Where "SIGTERM" occurs in a line of the entries below, copy that line.

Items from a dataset
──────
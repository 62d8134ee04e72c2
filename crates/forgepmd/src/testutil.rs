//! Stand-ins for the game server and its remote console

use forgepm_core::SERVER_EXECUTABLE;
use forgepm_rcon::packet::{Packet, SERVERDATA_AUTH_RESPONSE, SERVERDATA_RESPONSE_VALUE};
use parking_lot::Mutex;
use std::os::unix::fs::PermissionsExt;
use std::path::{Path, PathBuf};
use std::sync::Arc;
use std::time::{Duration, Instant};
use tokio::net::TcpListener;

#[derive(Debug, Clone, Copy)]
pub enum ServerScript {
    /// Runs until SIGTERM, then exits cleanly
    Graceful,
    /// Ignores SIGTERM
    IgnoreTerm,
    /// Dies on its own shortly after launch
    CrashSoon,
}

/// Write an executable fake server named like the real one into `dir`
pub fn fake_server(dir: &Path, script: ServerScript) -> PathBuf {
    let body = match script {
        ServerScript::Graceful => {
            "#!/bin/sh\necho \"fake server up $*\"\ntrap 'exit 0' TERM\nwhile true; do sleep 1 & wait $!; done\n"
        }
        ServerScript::IgnoreTerm => "#!/bin/sh\ntrap '' TERM\nwhile true; do sleep 1; done\n",
        ServerScript::CrashSoon => "#!/bin/sh\necho booting\nsleep 0.3\necho fatal 1>&2\nexit 3\n",
    };

    std::fs::create_dir_all(dir).unwrap();
    let path = dir.join(SERVER_EXECUTABLE);
    std::fs::write(&path, body).unwrap();
    std::fs::set_permissions(&path, std::fs::Permissions::from_mode(0o755)).unwrap();
    path
}

/// Poll `check` until it holds or `limit` passes
pub async fn wait_for<F: Fn() -> bool>(check: F, limit: Duration) -> bool {
    let deadline = Instant::now() + limit;
    while Instant::now() < deadline {
        if check() {
            return true;
        }
        tokio::time::sleep(Duration::from_millis(50)).await;
    }
    check()
}

/// Remote console stand-in answering commands by prefix
pub struct FakeConsole {
    pub port: u16,
    received: Arc<Mutex<Vec<String>>>,
}

impl FakeConsole {
    /// `replies` maps a command prefix to the canned output; unmatched
    /// commands get an empty body
    pub async fn spawn(password: &str, replies: Vec<(&str, &str)>) -> Self {
        let listener = TcpListener::bind("127.0.0.1:0").await.unwrap();
        let port = listener.local_addr().unwrap().port();
        let received = Arc::new(Mutex::new(Vec::new()));
        let password = password.to_string();
        let replies: Vec<(String, String)> = replies
            .into_iter()
            .map(|(k, v)| (k.to_string(), v.to_string()))
            .collect();

        let log = Arc::clone(&received);
        tokio::spawn(async move {
            while let Ok((mut stream, _)) = listener.accept().await {
                let password = password.clone();
                let replies = replies.clone();
                let log = Arc::clone(&log);
                tokio::spawn(async move {
                    let Ok(auth) = Packet::read_from(&mut stream).await else {
                        return;
                    };
                    let auth_id = if auth.body == password { auth.id } else { -1 };
                    let _ = Packet::new(auth_id, SERVERDATA_AUTH_RESPONSE, "")
                        .write_to(&mut stream)
                        .await;

                    while let Ok(req) = Packet::read_from(&mut stream).await {
                        log.lock().push(req.body.clone());
                        let body = replies
                            .iter()
                            .find(|(prefix, _)| req.body.starts_with(prefix.as_str()))
                            .map(|(_, reply)| reply.clone())
                            .unwrap_or_default();
                        let reply = Packet::new(req.id, SERVERDATA_RESPONSE_VALUE, body);
                        if reply.write_to(&mut stream).await.is_err() {
                            return;
                        }
                    }
                });
            }
        });

        Self { port, received }
    }

    pub fn received(&self) -> Vec<String> {
        self.received.lock().clone()
    }
}

/// Minimal game config with a console section and a scenario
pub fn write_game_config(path: &Path, port: u16, password: &str, scenario: &str) {
    let doc = serde_json::json!({
        "bindPort": 2001,
        "rcon": { "port": port, "password": password },
        "game": { "name": "Test Server", "scenarioId": scenario, "maxPlayers": 64 }
    });
    if let Some(parent) = path.parent() {
        std::fs::create_dir_all(parent).unwrap();
    }
    std::fs::write(path, serde_json::to_vec_pretty(&doc).unwrap()).unwrap();
}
──────
◆ OUTPUT OF THE TASK:
    /// Runs until SIGTERM, then exits cleanly
    /// Ignores SIGTERM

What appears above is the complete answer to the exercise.